> [SUPPLIED RECORDS]:
*** Begin section ***
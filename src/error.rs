//! Crate-wide error type.
//!
//! Failures fall into these families:
//! - construction errors, raised by the call that builds a malformed node;
//! - validation errors, raised before rendering (see [`crate::validation`]);
//! - dialect errors, raised when a renderer meets a construct its dialect
//!   cannot express;
//! - mapping errors, raised when a record type or property has no mapping.

use crate::sql::value::DataKind;
use crate::validation::ValidationError;

/// Result alias used throughout the crate.
pub type Result<T> = std::result::Result<T, Error>;

#[derive(Debug, Clone, PartialEq, thiserror::Error)]
pub enum Error {
    #[error("invalid {kind} constant: {reason}")]
    InvalidConstant { kind: DataKind, reason: String },

    #[error("invalid query: {0}")]
    InvalidQuery(#[from] ValidationError),

    #[error("{feature} is not supported by the {dialect} dialect")]
    UnsupportedFeature {
        feature: String,
        dialect: &'static str,
    },

    #[error("unknown date unit: {0}")]
    UnknownDateUnit(String),

    #[error("unknown dialect: {0}")]
    UnknownDialect(String),

    #[error("no table mapping registered for '{0}'")]
    UnknownRecordType(String),

    #[error("'{record_type}' has no mapped property '{property}'")]
    UnknownProperty {
        record_type: String,
        property: String,
    },
}

impl Error {
    pub(crate) fn invalid_constant(kind: DataKind, reason: impl Into<String>) -> Self {
        Error::InvalidConstant {
            kind,
            reason: reason.into(),
        }
    }

    pub(crate) fn unsupported(feature: impl Into<String>, dialect: &'static str) -> Self {
        Error::UnsupportedFeature {
            feature: feature.into(),
            dialect,
        }
    }
}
*** End section ***
> [HOW TO COMPLETE THIS TASK]:
Could you count how many lines of the listing above contain the word "mapping" and give only that number?

> [ANSWER TO THIS EXERCISE]:
2